Plaintiff presents two assertions of error: (1) that the ALJ failed to properly evaluate the medical opinion evidence; and (2) that the ALJ failed to properly evaluate the consistency of his allegations regarding the severity of his impairments. (Docket No. 28 at 1.) Plaintiff therefore requests that the Commissioner's decision be reversed and remanded under sentence four of 42 U.S.C. § 405(g) for additional consideration. (Id. at 19.)

Sentence four of 42 U.S.C. § 405(g) states the following:

The court shall have power to enter, upon the pleadings and transcript of the record, a judgment affirming, modifying, or reversing the decision of the Commissioner of Social Security, with or without remanding the cause for a rehearing.

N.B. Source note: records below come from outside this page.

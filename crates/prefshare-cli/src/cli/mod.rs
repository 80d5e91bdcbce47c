//! CLI entry and dispatch.

use anyhow::{Context, Result};
use clap::Parser;
use prefshare_core::api::{PreferenceField, UserSignup};
use prefshare_core::config::{Config, UrlKey, paths};
use prefshare_core::logging;

mod commands;

#[derive(Parser)]
#[command(name = "prefshare")]
#[command(version)]
#[command(about = "Share your email, phone and address on your own terms")]
struct Cli {
    #[command(subcommand)]
    command: Commands,
}

#[derive(clap::Subcommand)]
enum Commands {
    /// Create a user account
    Signup(SignupArgs),

    /// Log in as a user
    Login(CredentialsArgs),

    /// Forget the stored token
    Logout {
        /// Log out the admin instead of the user
        #[arg(long)]
        admin: bool,
    },

    /// Check whether a username is free
    CheckUsername {
        #[arg(value_name = "NAME")]
        username: String,
        /// Check the admin namespace
        #[arg(long)]
        admin: bool,
    },

    /// Show which fields you currently share
    Overview,

    /// View and change sharing permissions
    Preferences {
        #[command(subcommand)]
        command: PreferenceCommands,
    },

    /// Administrator commands
    Admin {
        #[command(subcommand)]
        command: AdminCommands,
    },

    /// Manage configuration
    Config {
        #[command(subcommand)]
        command: ConfigCommands,
    },
}

#[derive(clap::Args, Debug, Clone)]
struct CredentialsArgs {
    #[arg(long)]
    username: String,
    #[arg(long, env = "PREFSHARE_PASSWORD", hide_env_values = true)]
    password: String,
}

#[derive(clap::Args, Debug, Clone)]
struct SignupArgs {
    #[arg(long)]
    username: String,
    #[arg(long)]
    name: String,
    #[arg(long)]
    email: String,
    #[arg(long)]
    phone: String,
    #[arg(long)]
    address: String,
    #[arg(long, env = "PREFSHARE_PASSWORD", hide_env_values = true)]
    password: String,
    #[arg(long = "password-confirm")]
    password_confirm: String,
    /// Share your email from the start
    #[arg(long)]
    share_email: bool,
    /// Share your phone from the start
    #[arg(long)]
    share_phone: bool,
    /// Share your address from the start
    #[arg(long)]
    share_address: bool,
}

#[derive(clap::Subcommand)]
enum PreferenceCommands {
    /// Show the current toggles
    Show,
    /// Start sharing a field (prompts for its value unless --value is given)
    Enable {
        #[arg(value_name = "FIELD", value_parser = parse_field)]
        field: PreferenceField,
        #[arg(long)]
        value: Option<String>,
    },
    /// Stop sharing a field
    Disable {
        #[arg(value_name = "FIELD", value_parser = parse_field)]
        field: PreferenceField,
    },
}

#[derive(clap::Subcommand)]
enum AdminCommands {
    /// Create an admin account
    Signup {
        #[arg(long)]
        username: String,
        #[arg(long, env = "PREFSHARE_PASSWORD", hide_env_values = true)]
        password: String,
        #[arg(long = "password-confirm")]
        password_confirm: String,
    },
    /// Log in as an admin
    Login(CredentialsArgs),
    /// Show users, audit logs and the location breakdown
    Dashboard,
}

#[derive(clap::Subcommand)]
enum ConfigCommands {
    /// Show the path to the config file
    Path,
    /// Initialize a default config file (if not present)
    Init,
    /// Persist a backend URL (api, profile or geo)
    SetUrl {
        #[arg(value_name = "KEY", value_parser = parse_url_key)]
        key: UrlKey,
        #[arg(value_name = "URL")]
        url: String,
    },
}

fn parse_field(raw: &str) -> Result<PreferenceField, String> {
    raw.parse()
}

fn parse_url_key(raw: &str) -> Result<UrlKey, String> {
    raw.parse()
}

pub fn run() -> Result<()> {
    let cli = Cli::parse();

    // one tokio runtime for everything
    let rt = tokio::runtime::Runtime::new().context("create tokio runtime")?;

    rt.block_on(async move { dispatch(cli).await })
}

async fn dispatch(cli: Cli) -> Result<()> {
    let config = Config::load().context("load config")?;
    let _log_guard = logging::init(&config).context("init logging")?;
    tracing::debug!(path = %paths::config_path().display(), "config loaded");

    match cli.command {
        Commands::Signup(args) => commands::account::signup(&config, args.into_form()).await,
        Commands::Login(args) => {
            commands::account::login(&config, &args.username, &args.password).await
        }
        Commands::Logout { admin } => commands::account::logout(admin),
        Commands::CheckUsername { username, admin } => {
            commands::account::check_username(&config, &username, admin).await
        }
        Commands::Overview => commands::overview::show(&config).await,
        Commands::Preferences { command } => match command {
            PreferenceCommands::Show => commands::preferences::show(&config).await,
            PreferenceCommands::Enable { field, value } => {
                commands::preferences::enable(&config, field, value.as_deref()).await
            }
            PreferenceCommands::Disable { field } => {
                commands::preferences::disable(&config, field).await
            }
        },
        Commands::Admin { command } => match command {
            AdminCommands::Signup {
                username,
                password,
                password_confirm,
            } => commands::admin::signup(&config, &username, &password, &password_confirm).await,
            AdminCommands::Login(args) => {
                commands::admin::login(&config, &args.username, &args.password).await
            }
            AdminCommands::Dashboard => commands::admin::dashboard(&config).await,
        },
        Commands::Config { command } => match command {
            ConfigCommands::Path => {
                commands::config::path();
                Ok(())
            }
            ConfigCommands::Init => commands::config::init(),
            ConfigCommands::SetUrl { key, url } => commands::config::set_url(key, &url),
        },
    }
}

impl SignupArgs {
    fn into_form(self) -> UserSignup {
        UserSignup {
            username: self.username,
            name: self.name,
            email: self.email,
            phone: self.phone,
            address: self.address,
            password: self.password,
            password_confirm: self.password_confirm,
            email_permission: self.share_email,
            phone_permission: self.share_phone,
            address_permission: self.share_address,
        }
    }
}
//! User account commands.

use anyhow::Result;
use prefshare_core::account;
use prefshare_core::api::{Availability, UserSignup};
use prefshare_core::config::Config;
use prefshare_core::credentials::{CredentialStore, Role};

pub async fn signup(config: &Config, form: UserSignup) -> Result<()> {
    let client = super::client(config)?;
    let mut store = CredentialStore::load();
    let next = account::signup_user(&client, &mut store, &form).await?;
    println!("Signed up as {}. Next: {next}", form.username.trim());
    Ok(())
}

pub async fn login(config: &Config, username: &str, password: &str) -> Result<()> {
    let client = super::client(config)?;
    let mut store = CredentialStore::load();
    let next = account::login_user(&client, &mut store, username, password).await?;
    println!("Logged in as {}. Next: {next}", username.trim());
    Ok(())
}

pub fn logout(admin: bool) -> Result<()> {
    let role = if admin { Role::Admin } else { Role::User };
    let mut store = CredentialStore::load();
    if account::logout(&mut store, role)? {
        println!("Logged out ({}).", role.label());
    } else {
        println!("No {} token stored.", role.label());
    }
    Ok(())
}

pub async fn check_username(config: &Config, username: &str, admin: bool) -> Result<()> {
    let role = if admin { Role::Admin } else { Role::User };
    let client = super::client(config)?;
    match account::check_username(&client, role, username).await? {
        Some(Availability::Available) => println!("Username is available!"),
        Some(Availability::Taken) => match role {
            Role::User => println!("Username is already taken!"),
            Role::Admin => println!("Username is not available!"),
        },
        None => println!("Username is required!"),
    }
    Ok(())
}
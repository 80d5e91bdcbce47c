//! Read-only summary of the signed-in user's sharing permissions.

use std::fmt;

use crate::api::{ApiClient, PreferenceField, UserProfile};
use crate::error::FlowError;
use crate::session::Session;

#[derive(Debug, Clone, Copy, PartialEq, Eq)]
pub enum Grant {
    Granted,
    Denied,
}

impl From<bool> for Grant {
    fn from(value: bool) -> Self {
        if value { Grant::Granted } else { Grant::Denied }
    }
}

impl fmt::Display for Grant {
    fn fmt(&self, f: &mut fmt::Formatter<'_>) -> fmt::Result {
        match self {
            Grant::Granted => f.write_str("Granted"),
            Grant::Denied => f.write_str("Denied"),
        }
    }
}

#[derive(Debug, Clone, PartialEq, Eq)]
pub struct PermissionSummary {
    pub profile: UserProfile,
    pub grants: Vec<(PreferenceField, Grant)>,
}

impl PermissionSummary {
    pub fn from_profile(profile: UserProfile) -> Self {
        let grants = PreferenceField::all()
            .iter()
            .map(|field| (*field, Grant::from(profile.permissions.get(*field))))
            .collect();
        Self { profile, grants }
    }
}

pub async fn load_overview(
    client: &ApiClient,
    session: &Session,
) -> Result<PermissionSummary, FlowError> {
    let profile = client.fetch_me(session).await?;
    Ok(PermissionSummary::from_profile(profile))
}
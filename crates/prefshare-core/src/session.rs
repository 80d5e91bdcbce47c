//! Session resolution for protected routes.
//!
//! A `Session` is read from the credential store once per navigation and
//! passed explicitly to each flow; flows never go back to storage mid-way.

use std::fmt;

use crate::credentials::{CredentialStore, Role, mask_token};

const BEARER_PREFIX: &str = "Bearer ";

/// Client-side navigation targets.
#[derive(Debug, Clone, Copy, PartialEq, Eq)]
pub enum Route {
    Home,
    Login,
    Signup,
    Overview,
    Preferences,
    AdminLogin,
    AdminSignup,
    AdminDashboard,
}

impl Route {
    pub fn path(self) -> &'static str {
        match self {
            Route::Home => "/",
            Route::Login => "/login",
            Route::Signup => "/signup",
            Route::Overview => "/overview",
            Route::Preferences => "/preferences",
            Route::AdminLogin => "/admin/login",
            Route::AdminSignup => "/admin/signup",
            Route::AdminDashboard => "/admin/dashboard",
        }
    }

    /// Role whose token the route needs, if it is protected.
    pub fn requires(self) -> Option<Role> {
        match self {
            Route::Overview | Route::Preferences => Some(Role::User),
            Route::AdminDashboard => Some(Role::Admin),
            Route::Home
            | Route::Login
            | Route::Signup
            | Route::AdminLogin
            | Route::AdminSignup => None,
        }
    }

    /// Login route for a role.
    pub fn login_for(role: Role) -> Route {
        match role {
            Role::User => Route::Login,
            Role::Admin => Route::AdminLogin,
        }
    }
}

impl fmt::Display for Route {
    fn fmt(&self, f: &mut fmt::Formatter<'_>) -> fmt::Result {
        f.write_str(self.path())
    }
}

/// Authenticated context for one navigation.
#[derive(Clone, PartialEq, Eq)]
pub struct Session {
    role: Role,
    token: String,
}

impl Session {
    /// Builds a session from a raw stored token.
    /// An existing `Bearer ` prefix is stripped so it is never doubled.
    pub fn new(role: Role, token: &str) -> Self {
        let trimmed = token.trim();
        let token = trimmed.strip_prefix(BEARER_PREFIX).unwrap_or(trimmed).trim();
        Self {
            role,
            token: token.to_string(),
        }
    }

    pub fn role(&self) -> Role {
        self.role
    }

    pub fn token(&self) -> &str {
        &self.token
    }

    /// Value for the `Authorization` header.
    pub fn bearer(&self) -> String {
        format!("{BEARER_PREFIX}{}", self.token)
    }
}

impl fmt::Debug for Session {
    fn fmt(&self, f: &mut fmt::Formatter<'_>) -> fmt::Result {
        f.debug_struct("Session")
            .field("role", &self.role)
            .field("token", &mask_token(&self.token))
            .finish()
    }
}

/// Outcome of entering a route.
#[derive(Debug, Clone, PartialEq, Eq)]
pub enum Resolution {
    /// Continue to the route; carries the session for protected routes.
    Proceed(Option<Session>),
    /// No credential for a protected route; go here instead and fetch nothing.
    Redirect(Route),
}

/// Resolves the session for a route against the credential store.
pub fn resolve(store: &CredentialStore, route: Route) -> Resolution {
    let Some(role) = route.requires() else {
        return Resolution::Proceed(None);
    };

    match store.token_for(role) {
        Some(token) => Resolution::Proceed(Some(Session::new(role, token))),
        None => {
            let target = Route::login_for(role);
            tracing::info!(route = %route, redirect = %target, "no {} token; redirecting", role.label());
            Resolution::Redirect(target)
        }
    }
}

If the case contains an adequate record, “the [Commissioner's] decision denying benefits can be reversed and benefits awarded if the decision is clearly erroneous, proof of disability is overwhelming, or proof of disability is strong and evidence to the contrary is lacking.” Hudson-Kane v. Berryhill, 247 F.Supp.3d 908, 914 (M.D. Tenn. 2017) (quoting Mowery v. Heckler, 771 F.2d 966, 973 (6th Cir. 1985)). However, benefits may be awarded immediately “only if all essential factual issues have been resolved and the record adequately establishes a plaintiff's entitlement to benefits.” Holtman v. Saul, 441 F.Supp.3d 586, 609 (M.D. Tenn. 2020) (quoting Faucher v. Sec'y of Health & Human Servs., 17 F.3d 171, 176 (6th Cir. 1994)). The Court addresses Plaintiff's assertions of error below.

1. Medical Opinion Evidence.

Plaintiff's first assertion of error involves the opinions provided by psychologists Tad Gorske and Lanny Detore regarding the severity of Plaintiff's mental impairments. On May 25, 2017, Dr. Gorske conducted a neuropsychological evaluation of Plaintiff, which yielded an Axis I diagnosis of “depressive disorder [not otherwise specified]” and “cognitive disorder [not otherwise specified].” (AR 909.) Dr. Gorske did not describe any functional limitations resulting from these impairments but instead recommended that Plaintiff maintain a healthy diet, regularly exercise, and “maintain[] low levels of stress, anxiety, and depression.” (AR 909.) On August 1, 2018, Dr. Detore completed a check-box form “Medical Opinion Re: Ability to Do Work-Related Activities (Mental)” in which he opined that, based on a primary diagnosis of “cognitive impairment” purportedly resulting from a concussion sustained in 1994, Plaintiff has “no useful ability to function” with respect to 15 of the 25 total mental tasks considered, including maintaining regular attendance, making simple work-related decisions, performing at a consistent pace without excessive breaks, dealing with normal work stress, and responding appropriately to criticism from supervisors. (AR 430-31, 539-40, 1100.) Plaintiff contends that the ALJ committed reversible error by effectively rejecting these opinions.

The form asks the provider to judge Plaintiff's ability to perform these mental tasks on a five-point scale of progressive severity: “Unlimited or Very Good”; “Limited but satisfactory”; “Seriously limited, but not precluded”; “Unable to meet competitive standards”; and “No useful ability to function.” (AR 430, 539.) Confusingly, Dr. Detore found that Plaintiff was both “unable to meet competitive standards” and possessed “No useful ability to function” in the area of “carrying out very short and simple instructions, ” but did not tick any box corresponding to Plaintiff's ability to “maintain attention for two hour segment, ” immediately under the “carrying out very short and simple instructions” row. (AR 430, 539.) While this appears to represent little more than a scrivener's error, it prevents the reader from understanding which severity finding applies to these two categories of mental functioning.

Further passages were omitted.